Stored data –

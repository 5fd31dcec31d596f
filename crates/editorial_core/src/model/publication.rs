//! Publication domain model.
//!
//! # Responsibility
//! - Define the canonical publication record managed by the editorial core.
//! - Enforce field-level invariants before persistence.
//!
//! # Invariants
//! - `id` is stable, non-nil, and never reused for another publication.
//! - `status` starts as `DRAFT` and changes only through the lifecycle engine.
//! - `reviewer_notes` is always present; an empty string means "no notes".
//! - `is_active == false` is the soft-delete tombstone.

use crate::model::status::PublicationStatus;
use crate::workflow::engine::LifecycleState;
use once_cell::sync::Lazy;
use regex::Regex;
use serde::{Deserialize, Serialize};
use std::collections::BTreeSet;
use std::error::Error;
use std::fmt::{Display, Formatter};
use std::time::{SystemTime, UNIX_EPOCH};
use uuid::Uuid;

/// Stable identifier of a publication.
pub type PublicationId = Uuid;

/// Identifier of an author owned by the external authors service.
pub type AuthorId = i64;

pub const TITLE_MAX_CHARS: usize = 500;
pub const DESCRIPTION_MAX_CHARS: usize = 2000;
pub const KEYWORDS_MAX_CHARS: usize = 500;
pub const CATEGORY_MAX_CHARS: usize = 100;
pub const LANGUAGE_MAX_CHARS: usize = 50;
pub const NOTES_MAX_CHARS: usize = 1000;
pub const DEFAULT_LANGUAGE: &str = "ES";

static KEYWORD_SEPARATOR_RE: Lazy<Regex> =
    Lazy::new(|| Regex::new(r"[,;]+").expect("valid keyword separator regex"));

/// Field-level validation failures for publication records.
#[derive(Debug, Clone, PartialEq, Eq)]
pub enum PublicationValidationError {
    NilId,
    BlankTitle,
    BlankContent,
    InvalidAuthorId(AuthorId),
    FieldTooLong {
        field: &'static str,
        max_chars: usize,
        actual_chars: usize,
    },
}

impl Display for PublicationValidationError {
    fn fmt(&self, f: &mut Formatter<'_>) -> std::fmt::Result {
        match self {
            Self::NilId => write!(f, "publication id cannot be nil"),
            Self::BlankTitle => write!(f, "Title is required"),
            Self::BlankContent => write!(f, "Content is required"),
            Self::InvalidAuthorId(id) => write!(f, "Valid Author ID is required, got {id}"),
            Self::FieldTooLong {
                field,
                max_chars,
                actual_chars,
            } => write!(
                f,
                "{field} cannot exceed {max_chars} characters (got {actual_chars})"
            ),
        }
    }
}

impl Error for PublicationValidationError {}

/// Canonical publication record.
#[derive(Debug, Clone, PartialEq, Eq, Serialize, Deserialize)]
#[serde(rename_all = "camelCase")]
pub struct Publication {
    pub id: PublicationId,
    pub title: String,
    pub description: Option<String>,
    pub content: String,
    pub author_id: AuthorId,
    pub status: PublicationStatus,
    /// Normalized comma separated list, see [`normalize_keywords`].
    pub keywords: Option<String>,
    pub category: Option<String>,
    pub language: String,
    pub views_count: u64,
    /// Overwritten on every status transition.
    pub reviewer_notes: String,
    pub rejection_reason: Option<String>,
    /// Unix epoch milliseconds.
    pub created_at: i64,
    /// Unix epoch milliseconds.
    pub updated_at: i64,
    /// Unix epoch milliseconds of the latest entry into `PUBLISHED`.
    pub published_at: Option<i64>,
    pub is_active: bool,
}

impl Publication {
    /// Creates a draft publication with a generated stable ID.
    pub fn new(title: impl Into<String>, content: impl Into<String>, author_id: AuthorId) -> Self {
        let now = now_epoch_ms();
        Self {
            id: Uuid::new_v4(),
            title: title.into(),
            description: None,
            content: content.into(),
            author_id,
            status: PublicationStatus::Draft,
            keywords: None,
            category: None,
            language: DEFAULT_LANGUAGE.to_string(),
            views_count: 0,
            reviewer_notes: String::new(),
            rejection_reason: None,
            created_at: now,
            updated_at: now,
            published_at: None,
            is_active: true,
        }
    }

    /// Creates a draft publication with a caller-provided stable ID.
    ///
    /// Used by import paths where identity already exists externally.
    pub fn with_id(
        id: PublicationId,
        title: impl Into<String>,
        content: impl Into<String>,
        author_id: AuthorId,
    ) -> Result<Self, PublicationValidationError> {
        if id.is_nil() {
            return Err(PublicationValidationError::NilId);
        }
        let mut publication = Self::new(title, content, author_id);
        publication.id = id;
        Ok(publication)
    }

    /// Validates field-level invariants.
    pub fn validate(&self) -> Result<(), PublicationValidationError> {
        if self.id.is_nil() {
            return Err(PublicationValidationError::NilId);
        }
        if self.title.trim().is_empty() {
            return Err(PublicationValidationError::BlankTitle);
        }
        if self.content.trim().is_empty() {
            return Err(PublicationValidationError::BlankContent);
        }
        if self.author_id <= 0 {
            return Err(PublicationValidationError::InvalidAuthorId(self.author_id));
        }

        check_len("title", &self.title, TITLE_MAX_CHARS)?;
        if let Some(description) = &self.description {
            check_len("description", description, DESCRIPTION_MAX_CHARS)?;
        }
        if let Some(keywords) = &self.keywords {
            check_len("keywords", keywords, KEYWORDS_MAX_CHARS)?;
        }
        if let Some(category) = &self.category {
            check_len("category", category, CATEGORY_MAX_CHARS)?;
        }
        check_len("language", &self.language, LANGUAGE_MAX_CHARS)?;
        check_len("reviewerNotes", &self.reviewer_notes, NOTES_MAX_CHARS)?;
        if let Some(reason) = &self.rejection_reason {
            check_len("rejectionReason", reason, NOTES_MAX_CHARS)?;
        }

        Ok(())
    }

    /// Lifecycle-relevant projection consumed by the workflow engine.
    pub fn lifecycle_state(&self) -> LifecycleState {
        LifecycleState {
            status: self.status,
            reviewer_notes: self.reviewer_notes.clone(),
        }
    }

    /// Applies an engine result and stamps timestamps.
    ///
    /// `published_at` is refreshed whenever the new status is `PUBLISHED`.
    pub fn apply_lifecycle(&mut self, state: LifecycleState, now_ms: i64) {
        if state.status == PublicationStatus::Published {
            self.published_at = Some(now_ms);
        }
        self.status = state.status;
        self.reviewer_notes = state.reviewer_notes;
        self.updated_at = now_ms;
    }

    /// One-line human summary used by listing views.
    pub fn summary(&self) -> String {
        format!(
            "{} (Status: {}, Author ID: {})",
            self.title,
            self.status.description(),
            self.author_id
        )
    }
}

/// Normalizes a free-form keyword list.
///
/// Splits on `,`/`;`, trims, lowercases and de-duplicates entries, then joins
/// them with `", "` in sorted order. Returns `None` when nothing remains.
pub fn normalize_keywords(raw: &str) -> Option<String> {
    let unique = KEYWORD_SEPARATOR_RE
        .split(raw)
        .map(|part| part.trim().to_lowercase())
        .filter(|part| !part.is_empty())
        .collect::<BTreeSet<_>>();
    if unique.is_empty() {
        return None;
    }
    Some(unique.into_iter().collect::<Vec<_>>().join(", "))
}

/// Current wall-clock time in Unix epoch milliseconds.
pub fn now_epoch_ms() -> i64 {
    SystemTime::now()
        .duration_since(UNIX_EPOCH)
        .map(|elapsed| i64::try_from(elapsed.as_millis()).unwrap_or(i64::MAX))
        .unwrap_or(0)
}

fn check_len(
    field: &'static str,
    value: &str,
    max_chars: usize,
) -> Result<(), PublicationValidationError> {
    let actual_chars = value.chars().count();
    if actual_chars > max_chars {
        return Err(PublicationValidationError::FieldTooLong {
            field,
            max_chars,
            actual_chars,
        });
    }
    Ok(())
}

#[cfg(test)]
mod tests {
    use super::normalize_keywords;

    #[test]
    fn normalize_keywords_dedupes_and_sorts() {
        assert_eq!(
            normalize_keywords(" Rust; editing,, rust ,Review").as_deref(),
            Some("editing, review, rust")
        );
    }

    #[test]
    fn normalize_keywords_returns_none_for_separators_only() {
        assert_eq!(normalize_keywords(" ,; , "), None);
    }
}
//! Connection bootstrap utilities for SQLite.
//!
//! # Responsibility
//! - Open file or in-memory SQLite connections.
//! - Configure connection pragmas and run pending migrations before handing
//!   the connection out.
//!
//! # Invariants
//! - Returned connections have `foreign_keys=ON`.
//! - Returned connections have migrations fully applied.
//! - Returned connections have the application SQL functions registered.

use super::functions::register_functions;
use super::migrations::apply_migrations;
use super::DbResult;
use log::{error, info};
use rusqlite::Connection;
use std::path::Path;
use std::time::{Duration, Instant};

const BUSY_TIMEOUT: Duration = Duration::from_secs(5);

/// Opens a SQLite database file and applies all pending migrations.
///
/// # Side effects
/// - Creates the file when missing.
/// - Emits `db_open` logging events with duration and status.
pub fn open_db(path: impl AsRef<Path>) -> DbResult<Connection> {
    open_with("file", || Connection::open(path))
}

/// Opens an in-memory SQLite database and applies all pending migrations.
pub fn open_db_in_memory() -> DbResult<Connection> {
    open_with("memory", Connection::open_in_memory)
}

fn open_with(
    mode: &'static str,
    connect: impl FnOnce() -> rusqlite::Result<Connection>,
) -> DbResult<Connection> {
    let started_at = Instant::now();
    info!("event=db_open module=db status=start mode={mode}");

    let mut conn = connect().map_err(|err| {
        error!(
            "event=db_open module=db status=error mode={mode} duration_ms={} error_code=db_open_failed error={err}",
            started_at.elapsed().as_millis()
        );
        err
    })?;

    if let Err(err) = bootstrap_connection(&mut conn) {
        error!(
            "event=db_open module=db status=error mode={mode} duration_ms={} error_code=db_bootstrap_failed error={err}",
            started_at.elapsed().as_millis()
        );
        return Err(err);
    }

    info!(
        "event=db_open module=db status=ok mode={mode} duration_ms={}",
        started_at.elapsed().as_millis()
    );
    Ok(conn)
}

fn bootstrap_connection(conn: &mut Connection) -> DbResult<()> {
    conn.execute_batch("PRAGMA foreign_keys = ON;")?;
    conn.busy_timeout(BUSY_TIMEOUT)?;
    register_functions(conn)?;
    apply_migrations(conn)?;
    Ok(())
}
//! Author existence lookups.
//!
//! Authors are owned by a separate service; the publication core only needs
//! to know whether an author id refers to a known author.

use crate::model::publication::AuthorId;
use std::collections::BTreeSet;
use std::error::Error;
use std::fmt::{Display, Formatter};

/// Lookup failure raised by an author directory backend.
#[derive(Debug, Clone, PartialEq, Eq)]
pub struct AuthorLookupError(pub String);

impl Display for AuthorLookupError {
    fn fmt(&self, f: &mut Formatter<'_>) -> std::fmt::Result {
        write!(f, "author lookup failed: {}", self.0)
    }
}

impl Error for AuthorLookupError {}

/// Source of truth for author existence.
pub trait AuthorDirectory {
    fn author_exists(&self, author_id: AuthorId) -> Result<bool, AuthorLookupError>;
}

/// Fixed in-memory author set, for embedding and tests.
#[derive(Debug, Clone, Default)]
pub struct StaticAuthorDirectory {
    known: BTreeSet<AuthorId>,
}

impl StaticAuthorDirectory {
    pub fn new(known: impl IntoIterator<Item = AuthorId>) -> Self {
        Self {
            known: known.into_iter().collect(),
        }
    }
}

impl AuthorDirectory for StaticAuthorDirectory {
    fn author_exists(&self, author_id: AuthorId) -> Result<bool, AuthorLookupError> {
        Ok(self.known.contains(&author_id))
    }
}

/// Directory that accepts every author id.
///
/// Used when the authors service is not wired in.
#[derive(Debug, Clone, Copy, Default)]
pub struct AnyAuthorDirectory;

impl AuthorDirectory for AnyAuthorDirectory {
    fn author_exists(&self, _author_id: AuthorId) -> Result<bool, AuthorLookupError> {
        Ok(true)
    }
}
* * *
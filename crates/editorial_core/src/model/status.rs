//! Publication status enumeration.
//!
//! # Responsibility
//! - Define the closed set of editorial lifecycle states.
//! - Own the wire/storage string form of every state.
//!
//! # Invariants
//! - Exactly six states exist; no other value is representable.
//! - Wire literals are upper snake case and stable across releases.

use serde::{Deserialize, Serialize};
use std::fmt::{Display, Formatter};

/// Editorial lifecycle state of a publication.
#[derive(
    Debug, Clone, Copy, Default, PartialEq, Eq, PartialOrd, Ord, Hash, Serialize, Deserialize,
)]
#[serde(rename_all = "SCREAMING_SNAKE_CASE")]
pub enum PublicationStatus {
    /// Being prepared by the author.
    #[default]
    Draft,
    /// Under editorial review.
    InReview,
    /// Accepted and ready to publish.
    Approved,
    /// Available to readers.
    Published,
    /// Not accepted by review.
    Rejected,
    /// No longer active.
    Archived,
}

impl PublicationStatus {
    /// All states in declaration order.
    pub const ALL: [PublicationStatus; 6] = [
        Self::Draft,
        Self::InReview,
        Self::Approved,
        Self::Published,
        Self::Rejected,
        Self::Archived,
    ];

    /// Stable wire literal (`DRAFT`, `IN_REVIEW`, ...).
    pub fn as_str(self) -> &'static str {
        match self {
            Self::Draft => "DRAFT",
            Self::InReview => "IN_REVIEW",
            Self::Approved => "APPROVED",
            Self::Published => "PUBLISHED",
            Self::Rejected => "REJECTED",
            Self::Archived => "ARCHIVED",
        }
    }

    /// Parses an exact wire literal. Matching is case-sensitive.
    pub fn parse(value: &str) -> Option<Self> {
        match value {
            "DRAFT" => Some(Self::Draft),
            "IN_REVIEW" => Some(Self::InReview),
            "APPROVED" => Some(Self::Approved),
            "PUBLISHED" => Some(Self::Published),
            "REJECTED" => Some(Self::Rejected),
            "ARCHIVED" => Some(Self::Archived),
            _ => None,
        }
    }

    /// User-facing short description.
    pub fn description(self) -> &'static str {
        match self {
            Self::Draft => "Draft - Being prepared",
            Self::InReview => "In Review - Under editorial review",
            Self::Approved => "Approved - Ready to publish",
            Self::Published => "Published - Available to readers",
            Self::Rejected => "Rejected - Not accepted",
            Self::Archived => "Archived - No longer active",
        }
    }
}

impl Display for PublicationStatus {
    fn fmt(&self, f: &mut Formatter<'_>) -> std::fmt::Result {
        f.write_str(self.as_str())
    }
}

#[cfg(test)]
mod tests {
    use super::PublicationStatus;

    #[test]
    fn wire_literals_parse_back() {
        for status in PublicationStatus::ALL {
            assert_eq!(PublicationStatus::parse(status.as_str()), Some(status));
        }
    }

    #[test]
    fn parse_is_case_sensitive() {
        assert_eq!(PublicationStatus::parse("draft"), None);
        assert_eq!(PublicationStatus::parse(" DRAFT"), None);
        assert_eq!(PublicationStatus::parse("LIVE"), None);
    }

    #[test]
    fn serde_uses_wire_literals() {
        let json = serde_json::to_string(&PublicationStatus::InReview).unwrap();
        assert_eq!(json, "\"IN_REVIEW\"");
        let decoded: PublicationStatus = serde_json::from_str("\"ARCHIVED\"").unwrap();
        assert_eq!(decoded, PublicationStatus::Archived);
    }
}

Work to complete – Print exactly the lines of the listing above starting at the line containing "repository 5fd31dcec31d596f" and ending at the line containing "the soft-delete tombstone.", both included.

Response for this exercise –
repository 5fd31dcec31d596f
filename crates/editorial_core/src/model/publication.rs
//! Publication domain model.
//!
//! # Responsibility
//! - Define the canonical publication record managed by the editorial core.
//! - Enforce field-level invariants before persistence.
//!
//! # Invariants
//! - `id` is stable, non-nil, and never reused for another publication.
//! - `status` starts as `DRAFT` and changes only through the lifecycle engine.
//! - `reviewer_notes` is always present; an empty string means "no notes".
//! - `is_active == false` is the soft-delete tombstone.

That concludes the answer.